We are certainly giving up prospects if we want Rubio or even Shane Battier. We will see though.


----------



## Spaceman Spiff (Aug 2, 2006)

I don't want him. In fact I'll be pissed if we give up anything in the rotation for him. I took a better look at some of his work. He can't shoot off the dribble, period. There's no way around it. He gets the ball on the final possession and defenses know he's gonna pass. He's not the quickest nor the most athletic. If there is one thing going for him it's his vision. He needs to be with a run-n-gun team that will hide his flaws. He shot under 40% in Euroleague, no way that rises in the NBA. 

Closest comparison right now is Marko Jaric.


----------



## Porn Player (Apr 24, 2003)

^^^^ WHAT!!!

You're look at what he isn't good at (all things which by the way he could improve) ... The kid has the highest basketball IQ I've ever seen in a player his age, his court awareness is more impressive than most of the L's 1 guards now.

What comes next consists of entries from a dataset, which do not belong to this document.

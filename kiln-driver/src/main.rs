//! Kiln IR Driver
//!
//! Command-line front door to the IR library: builds the bundled sample
//! modules, runs the pass pipeline over them and prints the result.

use clap::{Parser, Subcommand};
use kiln_common::CompilerError;
use kiln_ir::{samples, verify_module, PassManager, TypeRegistry};
use log::info;
use std::path::PathBuf;

#[derive(Parser)]
#[command(name = "kiln")]
#[command(about = "Kiln IR toolkit")]
#[command(version = "0.1.0")]
struct Cli {
    /// Log at debug level unless RUST_LOG says otherwise
    #[arg(short, long, global = true)]
    verbose: bool,

    #[command(subcommand)]
    command: Commands,
}

#[derive(Subcommand)]
enum Commands {
    /// Build a sample module and run the pass pipeline over it
    Demo {
        /// Which sample to build (add, fib, diamond)
        #[arg(default_value = "fib")]
        name: String,

        /// Print IR to stdout after the passes ran
        #[arg(long)]
        print_ir: bool,

        /// Write one Graphviz file per function into this directory
        #[arg(long)]
        dot_dir: Option<PathBuf>,

        /// Skip unreachable block elimination
        #[arg(long)]
        no_prune: bool,

        /// Print the pass report as JSON
        #[arg(long)]
        stats_json: bool,
    },

    /// Parse a type descriptor such as `Pi32i32:i32` and print it
    Type {
        descriptor: String,
    },
}

fn main() {
    let cli = Cli::parse();

    let level = if cli.verbose { "debug" } else { "warn" };
    env_logger::Builder::from_env(env_logger::Env::default().default_filter_or(level)).init();

    let result = match cli.command {
        Commands::Demo { name, print_ir, dot_dir, no_prune, stats_json } => {
            run_demo(&name, print_ir, dot_dir, no_prune, stats_json)
        }
        Commands::Type { descriptor } => print_type(&descriptor),
    };

    if let Err(e) = result {
        eprintln!("error: {e}");
        std::process::exit(1);
    }
}

fn run_demo(
    name: &str,
    print_ir: bool,
    dot_dir: Option<PathBuf>,
    no_prune: bool,
    stats_json: bool,
) -> Result<(), CompilerError> {
    let Some(mut module) = samples::by_name(name) else {
        return Err(CompilerError::InvalidInput {
            message: format!(
                "unknown sample '{name}', expected one of: {}",
                samples::SAMPLE_NAMES.join(", ")
            ),
        });
    };
    info!("Built sample module '{}'", module.name());

    module.diagnostics().print_diagnostics();
    module.diagnostics().check()?;

    let mut manager = if no_prune {
        let mut manager = PassManager::new();
        if let Some(dir) = dot_dir {
            manager.register(kiln_ir::DotPass::new(dir));
        }
        manager
    } else {
        PassManager::with_default_pipeline(dot_dir)
    };

    let report = manager.run(&mut module)?;
    verify_module(&module)?;

    if print_ir {
        print!("{}", module.display());
    }

    if stats_json {
        let json = serde_json::to_string_pretty(&report).map_err(|e| CompilerError::IoError {
            message: e.to_string(),
        })?;
        println!("{json}");
    } else {
        println!(
            "{}: {} functions, {} blocks removed, {} edges removed, {} files written",
            report.module,
            module.functions().len(),
            report.total.blocks_removed,
            report.total.edges_removed,
            report.total.files_written
        );
    }

    Ok(())
}

fn print_type(descriptor: &str) -> Result<(), CompilerError> {
    let registry = TypeRegistry::new();
    let ty = registry.parse(descriptor)?;
    println!("{ty}");
    Ok(())
}
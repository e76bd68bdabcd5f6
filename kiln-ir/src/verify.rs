//! Structural verifier
//!
//! Checks the invariants the builder and block deletion maintain. Useful
//! after a pass to catch graph corruption early.

use std::collections::HashMap;
use crate::error::IrError;
use crate::ir::{BlockId, EdgeKind, Function, Module};

pub fn verify_module(module: &Module) -> Result<(), IrError> {
    module.functions().iter().try_for_each(verify_function)
}

pub fn verify_function(func: &Function) -> Result<(), IrError> {
    let fail = |message: String| IrError::Verification {
        function: func.name().to_string(),
        message,
    };

    match func.entry_block() {
        Some(entry) if func.try_block(entry).is_none() => {
            return Err(fail(format!("entry block {entry} was deleted")));
        }
        None if func.num_blocks() > 0 => return Err(fail("function has blocks but no entry".into())),
        _ => {}
    }

    let mut owner = HashMap::new();
    let mut incoming: HashMap<BlockId, Vec<BlockId>> = HashMap::new();

    for block in func.blocks() {
        let id = block.id();
        for (pos, inst_id) in block.insts().iter().enumerate() {
            let Some(inst) = func.try_inst(*inst_id) else {
                return Err(fail(format!("{id} lists deleted instruction {}", inst_id.index())));
            };
            if let Some(other) = owner.insert(*inst_id, id) {
                return Err(fail(format!(
                    "instruction {} appears in both {other} and {id}",
                    inst_id.index()
                )));
            }
            if inst.block() != id {
                return Err(fail(format!(
                    "instruction {} in {id} claims to belong to {}",
                    inst_id.index(),
                    inst.block()
                )));
            }
            if inst.is_terminator() && pos + 1 != block.num_insts() {
                return Err(fail(format!("terminator in the middle of {id}")));
            }
        }

        let expected: Vec<(BlockId, EdgeKind)> = func
            .terminator(id)
            .map(|term| term.successors())
            .unwrap_or_default();
        let actual: Vec<(BlockId, EdgeKind)> =
            block.out_edges().iter().map(|edge| (edge.dst, edge.kind)).collect();
        if expected != actual {
            return Err(fail(format!("edges of {id} do not match its terminator")));
        }

        for edge in block.out_edges() {
            if edge.src != id {
                return Err(fail(format!("edge stored in {id} starts at {}", edge.src)));
            }
            if func.try_block(edge.dst).is_none() {
                return Err(fail(format!("{id} has an edge to deleted block {}", edge.dst)));
            }
            incoming.entry(edge.dst).or_default().push(id);
        }
    }

    for block in func.blocks() {
        let mut expected = incoming.remove(&block.id()).unwrap_or_default();
        let mut actual = block.predecessors().to_vec();
        expected.sort();
        actual.sort();
        if expected != actual {
            return Err(fail(format!("predecessors of {} are out of sync", block.id())));
        }
    }

    Ok(())
}

#[cfg(test)]
mod tests {
    use super::*;
    use crate::passes::remove_unreachable_blocks;
    use crate::samples;

    #[test]
    fn test_samples_verify() {
        for name in samples::SAMPLE_NAMES {
            let module = samples::by_name(name).unwrap();
            verify_module(&module).unwrap();
        }
    }

    #[test]
    fn test_verifies_after_pruning() {
        let mut module = samples::diamond_with_orphan_module();
        for func in module.functions_mut() {
            remove_unreachable_blocks(func);
        }
        verify_module(&module).unwrap();
    }

    #[test]
    fn test_verifies_after_deleting_branch_target() {
        let mut module = samples::fib_module();
        let func = module.functions_mut().first_mut().unwrap();
        let base = func.block_ids()[1];
        let dropped = func.delete_block(base);

        assert_eq!(dropped, 2);
        assert!(func.terminator(func.entry_block().unwrap()).is_none());
        verify_function(func).unwrap();
    }
}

He is a winner. He has been leading competitive teams since the age of 16. At his prime I see him 10ppg and 12+ assists. 

With Yao and T-Mac somebody like Rubio is exactly what you need, a PG to feed the scoring threat and not try to do everything himself ala Mike James. 

End statement = Rubio is a stud and you're gonna look back and wonder why you couldn't see the fact the kid has star wrote all over him.


----------



## mtlk (Apr 25, 2005)

*Re: Rockets get Budinger, Llull, Taylor [Merged]*



> Ricky Rubio was reportedly in Minnesota this weekend to meet with Wolves GM David Kahn, whose decision to draft the Spanish guard is looking better by the minute.
> 
> *Mitch Lawrence in Sunday's Daily News reported that the Wolves turned down a deal with the Houston Rockets that would have resulted in Aaron Brooks and Shane Battier headed to Minnesota for Rubio.*
> 
> ...


http://www.nydailynews.com/blogs/knicks/2009/06/knicks-dont-have-knack-to-land.html


:shocked: is he that gooooooooooood?


----------



## Spaceman Spiff (Aug 2, 2006)

*Re: Rockets get Budinger, Llull, Taylor [Merged]*

Morey disappointed me on that one. Rubio is not worth it.


----------



## mtlk (Apr 25, 2005)

I post it in wrong thread,So I post it her.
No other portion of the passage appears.